Undergraduate Research and Travel Awards

The Undergraduate Research and Travel Awards were established in 2017 with gifts to the UCLA Phonetics Lab from former undergraduates Cheng Cheng & Loke Tan, and Vernon Austel, and have since benefited from an additional gift to the department from Joan Payden in honor of Kay Devonshire. They offer funding for undergraduate research and research/conference travel in the form of awards. Applications are jointly reviewed by the Phonetics Lab Director and the Director of Undergraduate Studies, and are accepted on a rolling basis through out the year.

To apply, please download and fill out the application form. Completed applications can be mailed to the Director of Undergraduate Studies or printed out and submitted to the UCLA Linguistics Front Office in 3125 Campbell Hall. Successful applications will include:

  • a project title and description;
  • a faculty sponsor and a supporting email from that faculty member;
  • a proposed budget and brief justification for research and/or travel expenses.

Examples of fundable expenditures include:

  • experimental subject compensation
  • travel and expenses for on-site fieldwork
  • conference travel and expenses to present your research

Please direct any questions about the awards or application to the Director of Undergraduate Studies.

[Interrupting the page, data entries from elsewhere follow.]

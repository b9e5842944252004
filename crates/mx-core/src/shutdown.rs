use std::sync::atomic::{AtomicBool, Ordering};
use std::sync::Arc;
use std::time::Duration;

use tokio::sync::{broadcast, watch};
use tracing::{info, warn};

// ---------------------------------------------------------------------------
// ShutdownSignal — cooperative shutdown coordination
// ---------------------------------------------------------------------------

/// Broadcast-based shutdown coordinator shared by a process's task set.
///
/// Components call `subscribe()` and `select!` on the returned receiver
/// alongside their main loop; the owner calls `trigger()` once and then
/// `wait_for_drain(n, timeout)` for the components that hold a
/// [`ShutdownGuard`].
#[derive(Debug, Clone)]
pub struct ShutdownSignal {
    trigger: broadcast::Sender<()>,
    shutting_down: Arc<AtomicBool>,
    drain_tx: Arc<watch::Sender<usize>>,
    drain_rx: watch::Receiver<usize>,
}

impl ShutdownSignal {
    pub fn new() -> Self {
        let (trigger, _) = broadcast::channel(1);
        let (drain_tx, drain_rx) = watch::channel(0);
        Self {
            trigger,
            shutting_down: Arc::new(AtomicBool::new(false)),
            drain_tx: Arc::new(drain_tx),
            drain_rx,
        }
    }

    /// Subscribe to the shutdown signal.
    pub fn subscribe(&self) -> broadcast::Receiver<()> {
        self.trigger.subscribe()
    }

    /// Check if shutdown has been triggered (non-blocking).
    pub fn is_shutting_down(&self) -> bool {
        self.shutting_down.load(Ordering::Relaxed)
    }

    /// Trigger shutdown for all subscribers. Idempotent.
    pub fn trigger(&self) {
        if self
            .shutting_down
            .compare_exchange(false, true, Ordering::SeqCst, Ordering::Relaxed)
            .is_ok()
        {
            info!("shutdown signal triggered");
            let _ = self.trigger.send(());
        }
    }

    /// Notify that a component has finished draining.
    pub fn confirm_drained(&self) {
        self.drain_tx.send_modify(|count| *count += 1);
    }

    /// Wait for `expected` components to confirm drain, with a timeout.
    pub async fn wait_for_drain(&mut self, expected: usize, timeout: Duration) -> bool {
        let deadline = tokio::time::Instant::now() + timeout;
        loop {
            let current = *self.drain_rx.borrow();
            if current >= expected {
                info!(count = current, "all components drained");
                return true;
            }
            match tokio::time::timeout_at(deadline, self.drain_rx.changed()).await {
                Ok(Ok(())) => continue,
                Ok(Err(_)) => return *self.drain_rx.borrow() >= expected,
                Err(_) => {
                    warn!(
                        current = *self.drain_rx.borrow(),
                        expected, "drain timeout, some components did not confirm"
                    );
                    return false;
                }
            }
        }
    }
}

impl Default for ShutdownSignal {
    fn default() -> Self {
        Self::new()
    }
}

// ---------------------------------------------------------------------------
// ShutdownGuard — RAII guard that confirms drain on drop
// ---------------------------------------------------------------------------

/// Confirms drain when dropped. Give one to each component that participates
/// in graceful shutdown.
pub struct ShutdownGuard {
    signal: ShutdownSignal,
}

impl ShutdownGuard {
    pub fn new(signal: ShutdownSignal) -> Self {
        Self { signal }
    }
}

impl Drop for ShutdownGuard {
    fn drop(&mut self) {
        self.signal.confirm_drained();
    }
}

// ---------------------------------------------------------------------------
// Tests
// ---------------------------------------------------------------------------

#[cfg(test)]
mod tests {
    use super::*;

    #[test]
    fn trigger_sets_flag_and_is_idempotent() {
        let signal = ShutdownSignal::new();
        assert!(!signal.is_shutting_down());
        signal.trigger();
        signal.trigger();
        assert!(signal.is_shutting_down());
    }

    #[tokio::test]
    async fn subscribers_receive_trigger() {
        let signal = ShutdownSignal::new();
        let mut rx = signal.subscribe();
        signal.trigger();
        tokio::time::timeout(Duration::from_millis(100), rx.recv())
            .await
            .expect("signal within timeout")
            .expect("channel open");
    }

    #[tokio::test]
    async fn drain_completes_when_all_confirm() {
        let mut signal = ShutdownSignal::new();
        let g1 = ShutdownGuard::new(signal.clone());
        let g2 = ShutdownGuard::new(signal.clone());
        signal.trigger();

        tokio::spawn(async move {
            tokio::time::sleep(Duration::from_millis(5)).await;
            drop(g1);
            drop(g2);
        });

        assert!(signal.wait_for_drain(2, Duration::from_secs(1)).await);
    }

    #[tokio::test]
    async fn drain_times_out_without_confirmations() {
        let mut signal = ShutdownSignal::new();
        let _held = ShutdownGuard::new(signal.clone());
        signal.trigger();
        assert!(!signal.wait_for_drain(2, Duration::from_millis(50)).await);
    }

    #[test]
    fn clone_shares_state() {
        let signal = ShutdownSignal::new();
        let clone = signal.clone();
        signal.trigger();
        assert!(clone.is_shutting_down());
    }
}
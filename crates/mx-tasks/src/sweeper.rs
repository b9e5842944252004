//! Timer-driven sweeps: retry re-queueing and stuck-mission recovery.

use std::time::Duration;

use mx_core::shutdown::ShutdownSignal;
use tracing::{debug, error};

use crate::TaskEngine;

#[derive(Debug, Clone)]
pub struct SweeperConfig {
    /// How often the retry sweep runs.
    pub retry_interval: Duration,
    /// How often stuck-mission recovery runs.
    pub recovery_interval: Duration,
    /// Max rows re-queued per retry tick.
    pub retry_batch: usize,
}

impl Default for SweeperConfig {
    fn default() -> Self {
        Self {
            retry_interval: Duration::from_secs(5),
            recovery_interval: Duration::from_secs(30),
            retry_batch: 50,
        }
    }
}

/// Background sweeps for a [`TaskEngine`]. The two loops run as independent
/// tasks and stop on the shared shutdown signal.
pub struct Sweeper {
    engine: TaskEngine,
    config: SweeperConfig,
}

impl Sweeper {
    pub fn new(engine: TaskEngine, config: SweeperConfig) -> Self {
        Self { engine, config }
    }

    /// Spawn both loops; they exit when `shutdown` triggers.
    pub fn spawn(self, shutdown: ShutdownSignal) {
        let retry_engine = self.engine.clone();
        let retry_interval = self.config.retry_interval;
        let retry_batch = self.config.retry_batch;
        let mut retry_shutdown = shutdown.subscribe();
        tokio::spawn(async move {
            let mut ticker = tokio::time::interval(retry_interval);
            ticker.set_missed_tick_behavior(tokio::time::MissedTickBehavior::Skip);
            loop {
                tokio::select! {
                    _ = ticker.tick() => {
                        match retry_engine.sweep_retries(retry_batch).await {
                            Ok(0) => {}
                            Ok(n) => debug!(requeued = n, "retry sweep"),
                            Err(e) => error!(error = %e, "retry sweep failed"),
                        }
                    }
                    _ = retry_shutdown.recv() => break,
                }
            }
            debug!("retry sweeper stopped");
        });

        let recover_engine = self.engine;
        let recovery_interval = self.config.recovery_interval;
        let mut recover_shutdown = shutdown.subscribe();
        tokio::spawn(async move {
            let mut ticker = tokio::time::interval(recovery_interval);
            ticker.set_missed_tick_behavior(tokio::time::MissedTickBehavior::Skip);
            loop {
                tokio::select! {
                    _ = ticker.tick() => {
                        match recover_engine.recover_stuck().await {
                            Ok(0) => {}
                            Ok(n) => debug!(recovered = n, "stuck missions recovered"),
                            Err(e) => error!(error = %e, "stuck recovery failed"),
                        }
                    }
                    _ = recover_shutdown.recv() => break,
                }
            }
            debug!("recovery sweeper stopped");
        });
    }
}
//! Lockfiles shared between fabric processes.
//!
//! Two kinds live here:
//!
//! * [`InitLock`] — a short-lived exclusive lock taken around schema
//!   bring-up, so concurrent processes do not race migrations. A lock file
//!   older than 30 seconds is treated as abandoned, deleted, and retried.
//! * [`DaemonLockfile`] — written by a running daemon after binding its
//!   ports; supervising scripts read it to discover the local HTTP surface.
//!   Stale entries (dead pid) are removed automatically.
//!
//! Both use `O_CREAT | O_EXCL` so two racing processes have exactly one
//! winner.

use serde::{Deserialize, Serialize};
use std::fs::OpenOptions;
use std::io::Write;
use std::path::{Path, PathBuf};
use std::time::{Duration, SystemTime};

/// Age beyond which an init lock is considered abandoned.
pub const INIT_LOCK_STALE_AFTER: Duration = Duration::from_secs(30);

// ---------------------------------------------------------------------------
// InitLock
// ---------------------------------------------------------------------------

/// RAII guard around schema initialization. Dropped = released.
pub struct InitLock {
    path: PathBuf,
}

#[derive(Debug, thiserror::Error)]
pub enum InitLockError {
    #[error("lock held by another process: {0}")]
    Held(String),
    #[error("io: {0}")]
    Io(#[from] std::io::Error),
}

impl InitLock {
    /// Acquire the init lock next to the store file (`<store>.init-lock`).
    ///
    /// Retries once after removing a stale lock; a live lock yields
    /// [`InitLockError::Held`] and the caller should wait and re-run
    /// initialization (the winner will have completed it).
    pub fn acquire(store_path: &Path) -> Result<Self, InitLockError> {
        let path = Self::lock_path(store_path);
        if let Some(parent) = path.parent() {
            std::fs::create_dir_all(parent)?;
        }

        for attempt in 0..2 {
            match OpenOptions::new().write(true).create_new(true).open(&path) {
                Ok(mut file) => {
                    write!(file, "{}", std::process::id())?;
                    file.sync_all()?;
                    return Ok(Self { path });
                }
                Err(e) if e.kind() == std::io::ErrorKind::AlreadyExists => {
                    if attempt == 0 && Self::is_stale(&path) {
                        tracing::info!(path = %path.display(), "removing stale init lock");
                        let _ = std::fs::remove_file(&path);
                        continue;
                    }
                    return Err(InitLockError::Held(path.display().to_string()));
                }
                Err(e) => return Err(e.into()),
            }
        }
        Err(InitLockError::Held(path.display().to_string()))
    }

    fn lock_path(store_path: &Path) -> PathBuf {
        let mut os = store_path.as_os_str().to_os_string();
        os.push(".init-lock");
        PathBuf::from(os)
    }

    fn is_stale(path: &Path) -> bool {
        match std::fs::metadata(path).and_then(|m| m.modified()) {
            Ok(modified) => SystemTime::now()
                .duration_since(modified)
                .map(|age| age > INIT_LOCK_STALE_AFTER)
                .unwrap_or(false),
            // Unreadable metadata: assume the holder just removed it.
            Err(_) => false,
        }
    }
}

impl Drop for InitLock {
    fn drop(&mut self) {
        let _ = std::fs::remove_file(&self.path);
    }
}

// ---------------------------------------------------------------------------
// DaemonLockfile
// ---------------------------------------------------------------------------

/// Runtime state written by a daemon after binding its local HTTP port.
#[derive(Debug, Clone, Serialize, Deserialize)]
pub struct DaemonLockfile {
    pub pid: u32,
    pub port: u16,
    pub host: String,
    pub matrix_id: String,
    pub started_at: String,
    pub version: String,
}

/// Result of trying to acquire the daemon lockfile.
pub enum AcquireResult {
    /// We created the lockfile — we own it.
    Acquired,
    /// Another live daemon holds the lockfile.
    AlreadyRunning(DaemonLockfile),
    /// Stale lockfile was cleaned up — retry.
    StaleRemoved,
}

impl DaemonLockfile {
    /// Canonical lockfile path: `~/.matrix-fabric/daemon.lock`.
    pub fn path() -> PathBuf {
        let home = std::env::var("HOME").unwrap_or_else(|_| "/tmp".into());
        PathBuf::from(home).join(".matrix-fabric").join("daemon.lock")
    }

    /// Try to exclusively create and write the lockfile.
    pub fn acquire(&self) -> std::io::Result<AcquireResult> {
        self.acquire_at(&Self::path())
    }

    /// Same as [`acquire`](Self::acquire) with an explicit path (tests).
    pub fn acquire_at(&self, path: &Path) -> std::io::Result<AcquireResult> {
        if let Some(parent) = path.parent() {
            std::fs::create_dir_all(parent)?;
        }

        match OpenOptions::new().write(true).create_new(true).open(path) {
            Ok(mut file) => {
                let json = serde_json::to_string_pretty(self)
                    .map_err(|e| std::io::Error::new(std::io::ErrorKind::Other, e))?;
                file.write_all(json.as_bytes())?;
                file.sync_all()?;
                Ok(AcquireResult::Acquired)
            }
            Err(e) if e.kind() == std::io::ErrorKind::AlreadyExists => {
                match Self::read_at(path) {
                    Some(existing) if existing.is_alive() => {
                        Ok(AcquireResult::AlreadyRunning(existing))
                    }
                    _ => {
                        tracing::info!("removing stale daemon lockfile");
                        let _ = std::fs::remove_file(path);
                        Ok(AcquireResult::StaleRemoved)
                    }
                }
            }
            Err(e) => Err(e),
        }
    }

    /// Read the lockfile. Returns `None` if missing or unparseable.
    pub fn read() -> Option<Self> {
        Self::read_at(&Self::path())
    }

    pub fn read_at(path: &Path) -> Option<Self> {
        let content = std::fs::read_to_string(path).ok()?;
        serde_json::from_str(&content).ok()
    }

    /// Read the lockfile, validate the pid is alive, auto-remove stale entries.
    pub fn read_valid() -> Option<Self> {
        let lock = Self::read()?;
        if lock.is_alive() {
            Some(lock)
        } else {
            tracing::info!(pid = lock.pid, "removing stale daemon lockfile (process not running)");
            Self::remove();
            None
        }
    }

    pub fn remove() {
        let _ = std::fs::remove_file(Self::path());
    }

    pub fn is_alive(&self) -> bool {
        pid_alive(self.pid)
    }

    pub fn local_url(&self) -> String {
        format!("http://{}:{}", self.host, self.port)
    }
}

/// Check if a process with the given PID is alive.
#[cfg(unix)]
fn pid_alive(pid: u32) -> bool {
    // SAFETY: kill with signal 0 checks existence without sending a signal.
    unsafe { libc::kill(pid as i32, 0) == 0 }
}

#[cfg(not(unix))]
fn pid_alive(_pid: u32) -> bool {
    true
}

// ---------------------------------------------------------------------------
// Tests
// ---------------------------------------------------------------------------

#[cfg(test)]
mod tests {
    use super::*;

    #[test]
    fn init_lock_excludes_second_holder() {
        let dir = tempfile::tempdir().unwrap();
        let store = dir.path().join("fabric.db");

        let lock = InitLock::acquire(&store).unwrap();
        match InitLock::acquire(&store) {
            Err(InitLockError::Held(_)) => {}
            _ => panic!("second acquire should fail while held"),
        }
        drop(lock);
        // Released on drop — can be taken again.
        let _again = InitLock::acquire(&store).unwrap();
    }

    #[test]
    fn init_lock_removes_stale_file() {
        let dir = tempfile::tempdir().unwrap();
        let store = dir.path().join("fabric.db");
        let lock_path = dir.path().join("fabric.db.init-lock");

        std::fs::write(&lock_path, "0").unwrap();
        let old = SystemTime::now() - Duration::from_secs(120);
        let times = std::fs::File::options()
            .write(true)
            .open(&lock_path)
            .unwrap();
        times.set_modified(old).unwrap();
        drop(times);

        let _lock = InitLock::acquire(&store).expect("stale lock should be reclaimed");
    }

    #[test]
    fn daemon_lockfile_roundtrip_and_liveness() {
        let dir = tempfile::tempdir().unwrap();
        let path = dir.path().join("daemon.lock");
        let lock = DaemonLockfile {
            pid: std::process::id(),
            port: 37888,
            host: "127.0.0.1".into(),
            matrix_id: "alpha".into(),
            started_at: "2026-08-01T00:00:00Z".into(),
            version: "0.1.0".into(),
        };

        match lock.acquire_at(&path).unwrap() {
            AcquireResult::Acquired => {}
            _ => panic!("expected clean acquire"),
        }

        let read = DaemonLockfile::read_at(&path).unwrap();
        assert_eq!(read.port, 37888);
        assert_eq!(read.local_url(), "http://127.0.0.1:37888");
        assert!(read.is_alive());

        // Second acquire sees the live holder.
        match lock.acquire_at(&path).unwrap() {
            AcquireResult::AlreadyRunning(existing) => assert_eq!(existing.pid, lock.pid),
            _ => panic!("expected AlreadyRunning"),
        }
    }

    #[test]
    fn bogus_pid_is_dead() {
        assert!(!pid_alive(4_000_000));
    }
}
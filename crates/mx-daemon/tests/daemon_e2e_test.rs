use std::net::SocketAddr;
use std::sync::Arc;
use std::time::Duration;

use futures_util::StreamExt;
use mx_core::config::{HubConfig, PinSetting};
use mx_core::types::MessageStatus;
use mx_daemon::Daemon;
use mx_hub::server::{router as hub_router, HubState};
use mx_store::Store;
use tokio_tungstenite::tungstenite::Message as WsMessage;

type WsStream =
    tokio_tungstenite::WebSocketStream<tokio_tungstenite::MaybeTlsStream<tokio::net::TcpStream>>;

async fn spawn_hub() -> SocketAddr {
    let store = Store::open_in_memory().await.unwrap();
    let config = HubConfig {
        pin: PinSetting::Disabled,
        secret: Some("e2e-secret".into()),
        ..HubConfig::default()
    };
    let state = Arc::new(HubState::new(store, &config));
    let listener = tokio::net::TcpListener::bind("127.0.0.1:0").await.unwrap();
    let addr = listener.local_addr().unwrap();
    tokio::spawn(async move {
        axum::serve(listener, hub_router(state)).await.unwrap();
    });
    addr
}

async fn connect_peer(addr: SocketAddr, matrix_id: &str) -> WsStream {
    let body: serde_json::Value =
        reqwest::get(format!("http://{addr}/register?matrix_id={matrix_id}"))
            .await
            .unwrap()
            .json()
            .await
            .unwrap();
    let token = body["token"].as_str().unwrap();
    let (mut ws, _) = tokio_tungstenite::connect_async(format!("ws://{addr}/?token={token}"))
        .await
        .unwrap();
    // Consume the registered greeting.
    let _ = tokio::time::timeout(Duration::from_secs(1), ws.next())
        .await
        .unwrap();
    ws
}

/// Collect `n` message frames (skipping pings/presence), with a deadline.
async fn collect_messages(ws: &mut WsStream, n: usize, deadline: Duration) -> Vec<serde_json::Value> {
    let mut out = Vec::new();
    let end = tokio::time::Instant::now() + deadline;
    while out.len() < n {
        let frame = tokio::time::timeout_at(end, ws.next())
            .await
            .expect("frames within deadline")
            .expect("stream open")
            .expect("frame ok");
        if let WsMessage::Text(text) = frame {
            let value: serde_json::Value = serde_json::from_str(text.as_str()).unwrap();
            if value["type"] == "message" {
                out.push(value);
            }
        }
    }
    out
}

#[tokio::test]
async fn queued_messages_drain_in_sequence_order_once_connected() {
    let hub = spawn_hub().await;

    let store = Store::open_in_memory().await.unwrap();
    let daemon = Daemon::new(store.clone(), "alpha", format!("http://{hub}"), None);
    let shared = daemon.shared();
    let shutdown = daemon.shutdown_handle();

    // Producers enqueue while the daemon is not yet connected: queued-only
    // mode, synchronous to the store.
    for content in ["one", "two", "three"] {
        mx_daemon::enqueue(&shared, None, content.to_string(), None)
            .await
            .unwrap();
    }

    // Peer connects before the daemon starts draining.
    let mut beta = connect_peer(hub, "beta").await;

    let local = tokio::net::TcpListener::bind("127.0.0.1:0").await.unwrap();
    tokio::spawn(daemon.run(local));

    let received = collect_messages(&mut beta, 3, Duration::from_secs(15)).await;
    let contents: Vec<&str> = received
        .iter()
        .map(|m| m["content"].as_str().unwrap())
        .collect();
    assert_eq!(contents, vec!["one", "two", "three"]);
    let sequences: Vec<i64> = received
        .iter()
        .map(|m| m["metadata"]["sequence_number"].as_i64().unwrap())
        .collect();
    assert_eq!(sequences, vec![1, 2, 3]);
    assert!(received.iter().all(|m| m["from"] == "alpha"));

    // Sender-side rows settled to `sent`.
    tokio::time::timeout(Duration::from_secs(5), async {
        loop {
            let due = store.due_outbound("alpha", 10).await.unwrap();
            if due.is_empty() {
                break;
            }
            tokio::time::sleep(Duration::from_millis(50)).await;
        }
    })
    .await
    .expect("queue drained");

    shutdown.trigger();
}

#[tokio::test]
async fn inbound_broadcasts_are_persisted_and_published() {
    let hub = spawn_hub().await;

    let store = Store::open_in_memory().await.unwrap();
    let daemon = Daemon::new(store.clone(), "alpha", format!("http://{hub}"), None);
    let shared = daemon.shared();
    let shutdown = daemon.shutdown_handle();
    let events = shared.events.subscribe();

    let local = tokio::net::TcpListener::bind("127.0.0.1:0").await.unwrap();
    tokio::spawn(daemon.run(local));

    // Wait for the daemon to come online.
    tokio::time::timeout(Duration::from_secs(10), async {
        while !shared.is_connected() {
            tokio::time::sleep(Duration::from_millis(50)).await;
        }
    })
    .await
    .expect("daemon connected");

    let mut beta = connect_peer(hub, "beta").await;
    let payload = r#"{"type":"message","content":"from beta","metadata":{"message_id":"b-1","sequence_number":1}}"#;
    futures_util::SinkExt::send(&mut beta, WsMessage::text(payload))
        .await
        .unwrap();

    // Local subscribers see the message.
    let event = tokio::time::timeout(Duration::from_secs(5), events.recv_async())
        .await
        .expect("event within deadline")
        .expect("bus open");
    assert_eq!(event.content, "from beta");
    assert_eq!(event.from_matrix, "beta");
    assert_eq!(event.sequence_number, 1);

    // And it is durable, unread, deduped by id.
    let unread = store.unread_messages("alpha").await.unwrap();
    assert_eq!(unread.len(), 1);
    assert_eq!(unread[0].id, "b-1");
    assert_eq!(unread[0].status, MessageStatus::Delivered);

    shutdown.trigger();
}

#[tokio::test]
async fn status_endpoint_reports_disconnected_without_hub() {
    // Point at a port nothing listens on.
    let unused = tokio::net::TcpListener::bind("127.0.0.1:0").await.unwrap();
    let dead_addr = unused.local_addr().unwrap();
    drop(unused);

    let store = Store::open_in_memory().await.unwrap();
    let daemon = Daemon::new(store, "alpha", format!("http://{dead_addr}"), None);
    let shutdown = daemon.shutdown_handle();

    let local = tokio::net::TcpListener::bind("127.0.0.1:0").await.unwrap();
    let local_addr = local.local_addr().unwrap();
    tokio::spawn(daemon.run(local));
    tokio::time::sleep(Duration::from_millis(200)).await;

    let status: serde_json::Value = reqwest::get(format!("http://{local_addr}/status"))
        .await
        .unwrap()
        .json()
        .await
        .unwrap();
    assert_eq!(status["connected"], false);
    assert_eq!(status["matrixId"], "alpha");
    assert_eq!(status["authStopped"], false);

    shutdown.trigger();
}

#[tokio::test]
async fn auth_reset_clears_failure_state() {
    let unused = tokio::net::TcpListener::bind("127.0.0.1:0").await.unwrap();
    let dead_addr = unused.local_addr().unwrap();
    drop(unused);

    let store = Store::open_in_memory().await.unwrap();
    let daemon = Daemon::new(store, "alpha", format!("http://{dead_addr}"), Some("000000".into()));
    let shared = daemon.shared();
    let shutdown = daemon.shutdown_handle();

    // Simulate the connection loop exhausting its auth budget.
    for _ in 0..mx_daemon::MAX_AUTH_FAILURES {
        shared.auth.record_failure("invalid PIN (401)");
    }
    assert!(shared.auth.is_stopped());

    let local = tokio::net::TcpListener::bind("127.0.0.1:0").await.unwrap();
    let local_addr = local.local_addr().unwrap();
    tokio::spawn(daemon.run(local));
    tokio::time::sleep(Duration::from_millis(200)).await;

    let client = reqwest::Client::new();
    let response: serde_json::Value = client
        .post(format!("http://{local_addr}/auth-reset"))
        .json(&serde_json::json!({"pin": "123456"}))
        .send()
        .await
        .unwrap()
        .json()
        .await
        .unwrap();
    assert_eq!(response["ok"], true);
    assert!(!shared.auth.is_stopped());
    assert_eq!(shared.auth.failure_count(), 0);
    assert_eq!(shared.auth.pin().as_deref(), Some("123456"));

    shutdown.trigger();
}
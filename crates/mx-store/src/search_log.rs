//! Search telemetry log (the data source for the weight-tuning loop).

use mx_core::types::SearchRecord;

use crate::{parse_ts, Result, Store, StoreError};

impl Store {
    pub async fn record_search(&self, record: &SearchRecord) -> Result<()> {
        let r = record.clone();
        self.conn()
            .call(move |conn| {
                conn.execute(
                    "INSERT INTO search_log (query, query_type, result_count, latency_ms,
                        source, agent_id, recorded_at)
                     VALUES (?1,?2,?3,?4,?5,?6,?7)",
                    rusqlite::params![
                        r.query,
                        r.query_type,
                        r.result_count,
                        r.latency_ms,
                        r.source,
                        r.agent_id,
                        r.recorded_at.to_rfc3339(),
                    ],
                )?;
                Ok(())
            })
            .await?;
        Ok(())
    }

    pub async fn recent_searches(&self, limit: usize) -> Result<Vec<SearchRecord>> {
        self.conn()
            .call(move |conn| {
                let mut stmt = conn.prepare(
                    "SELECT query, query_type, result_count, latency_ms, source, agent_id,
                            recorded_at
                     FROM search_log ORDER BY id DESC LIMIT ?1",
                )?;
                let mut rows = stmt.query(rusqlite::params![limit as i64])?;
                let mut out = Vec::new();
                while let Some(row) = rows.next()? {
                    let recorded_at: String = row.get(6)?;
                    out.push(SearchRecord {
                        query: row.get(0)?,
                        query_type: row.get(1)?,
                        result_count: row.get(2)?,
                        latency_ms: row.get(3)?,
                        source: row.get(4)?,
                        agent_id: row.get(5)?,
                        recorded_at: parse_ts(&recorded_at),
                    });
                }
                Ok(out)
            })
            .await
            .map_err(StoreError::from)
    }

    /// Keep the log bounded; drops rows beyond the newest `keep`.
    pub async fn trim_search_log(&self, keep: usize) -> Result<usize> {
        let changed = self
            .conn()
            .call(move |conn| {
                Ok(conn.execute(
                    "DELETE FROM search_log WHERE id NOT IN (
                        SELECT id FROM search_log ORDER BY id DESC LIMIT ?1
                     )",
                    rusqlite::params![keep as i64],
                )?)
            })
            .await?;
        Ok(changed)
    }
}
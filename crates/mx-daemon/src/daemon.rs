//! Daemon assembly: wires the four concurrent tasks — hub socket reader,
//! outbound writer, housekeeping sweeper, and the local SSE/HTTP surface —
//! around one shared state bundle and one shutdown signal.

use std::sync::atomic::AtomicBool;
use std::sync::Arc;

use mx_core::config::FabricConfig;
use mx_core::shutdown::ShutdownSignal;
use mx_store::Store;
use tokio::sync::{mpsc, Notify};
use tracing::info;

use crate::events::EventBus;
use crate::state::{AuthState, DaemonShared, Shared};
use crate::{hub_client, local_api, outbound};

pub struct Daemon {
    shared: Shared,
    shutdown: ShutdownSignal,
    out_rx: Option<mpsc::Receiver<crate::state::OutboundFrame>>,
}

impl Daemon {
    /// Build a daemon for one workspace identity.
    pub fn new(
        store: Store,
        matrix_id: impl Into<String>,
        hub_url: impl Into<String>,
        pin: Option<String>,
    ) -> Self {
        let matrix_id = matrix_id.into();
        let (out_tx, out_rx) = mpsc::channel(32);
        let shared = Arc::new(DaemonShared {
            store,
            display_name: matrix_id.clone(),
            matrix_id,
            hub_url: hub_url.into(),
            events: EventBus::new(),
            connected: AtomicBool::new(false),
            auth: AuthState::new(pin),
            reconnect: Notify::new(),
            kick: Notify::new(),
            out_tx,
        });
        Self {
            shared,
            shutdown: ShutdownSignal::new(),
            out_rx: Some(out_rx),
        }
    }

    pub fn from_config(store: Store, config: &FabricConfig) -> Self {
        let matrix_id = config
            .daemon
            .display_name
            .clone()
            .or_else(|| {
                std::env::current_dir().ok().and_then(|p| {
                    p.file_name().map(|n| n.to_string_lossy().into_owned())
                })
            })
            .unwrap_or_else(|| "matrix".to_string());
        let host = if config.hub.host == "localhost" {
            "127.0.0.1".to_string()
        } else {
            config.hub.host.clone()
        };
        let hub_url = format!("http://{host}:{}", config.hub.port);
        let pin = match &config.hub.pin {
            mx_core::config::PinSetting::Configured(pin) => Some(pin.clone()),
            _ => None,
        };
        Self::new(store, matrix_id, hub_url, pin)
    }

    pub fn shared(&self) -> Shared {
        self.shared.clone()
    }

    pub fn shutdown_handle(&self) -> ShutdownSignal {
        self.shutdown.clone()
    }

    /// Spawn the hub connection, outbound worker, and housekeeping tasks,
    /// and serve the local API on the given listener until shutdown.
    pub async fn run(mut self, listener: tokio::net::TcpListener) -> anyhow::Result<()> {
        let out_rx = self.out_rx.take().expect("run called once");

        tokio::spawn(hub_client::run(
            self.shared.clone(),
            out_rx,
            self.shutdown.clone(),
        ));
        tokio::spawn(outbound::run(self.shared.clone(), self.shutdown.clone()));
        tokio::spawn(outbound::run_housekeeping(
            self.shared.clone(),
            self.shutdown.clone(),
        ));

        let app = local_api::router(self.shared.clone());
        let port = listener.local_addr()?.port();
        info!(port, matrix_id = %self.shared.matrix_id, "daemon local API listening");

        let shutdown = self.shutdown.clone();
        axum::serve(listener, app)
            .with_graceful_shutdown(async move {
                let mut rx = shutdown.subscribe();
                let _ = rx.recv().await;
            })
            .await?;
        Ok(())
    }
}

Undergraduate Research and Travel Award Recipients

 

 

 

 

 

 

Eden Moyal (2023) — Eden Moyal is a junior at UCLA studying linguistics, and is especially fascinated with the intersections between language, society, and identity. Her project involved a case study of how an individual’s native fluency in English influenced their subconscious production of Hebrew as a second language at an advanced level. She focused on the production of word-initial obstruent clusters in this project, but is interested in expanding the scope of future work to further investigate the broader salience of rule transfer across languages. After graduation, she plans to go on to graduate school to obtain a PhD in sociolinguistics.


Mario Peng Lee (2023) — The Diverse Names Generator (DNG) provides randomly selected proper names with IPA transcriptions from a user-contributed, linguist-curated database of names from a wide range of languages and cultures. Generating names randomly helps users to overcome unconscious biases that may lead them to default to patterns like using Anglophone names or using male names as subjects and female names as objects.


Rainey Williams (2023) — Rainey Williams is a fourth year undergraduate Linguistics and Computer Science major who worked as a research assistant on the Diverse Names Generator project, a solution to the long-term Anglophone bias in the linguistics community. Funding through the Undergraduate Research and Travel Award allowed her to travel to Denver and present the project at the 97th annual Linguistics Society of America conference.


Sophia Luo (2019) — Sophia Luo received the Undergraduate Travel Award, which funded her trip and poster presentation at the joint 2018 Acoustics Week in Canada and 176th Meeting of the Acoustical Society of America. The project studied tongue posture under jaw perturbation, and was conducted at the Interdisciplinary Speech Research Lab at the University of British Columbia, under the supervision of Dr. Bryan Gick. She recently completed her undergraduate degree at UCLA with a major in linguistics, and is currently exploring both academic and career-related post-graduate options.


Suyuan Liu (2019) —  Suyuan Liu is an incoming M.A. student to the linguistics program at the University of British Columbia. She received her B.A. in linguistics from UCLA in 2019 with a minor in Asian Language Study (Japanese) and a specialization in computing. With the funding of the Undergraduate Research and Travel Awards, she was able to recruit 70 participants for her research project on perception and production of nasal codas in Shanghai Mandarin, under the guidance of Dr. Matthew Faytak and Professor Megha Sundara. This study was presented during the 2019 Undergraduate Research Week at UCLA and at the Linguistic Society of America (LSA) 2020 Annual Meeting.


Alyssa Arbolante (2019) — Alyssa Arbolante is currently attending Graduate School to pursue Public Health and wants to conduct research on the intersection between Public Health and Sociolinguistics/ Sociophonetics. She majored in Linguistics and Spanish with a minor in Global Health. The funding from the award allowed her to collect data for her ongoing sociolinguistic and acoustic research on Cibaeño Spanish, a dialect of Spanish spoken in the Cibao region of the Dominican Republic. Alyssa specifically looked at the lenition of /s/, a frequent and distinctive sound unit that can be found in the coda or final syllable position of a word. The award was used for travel and equipment costs.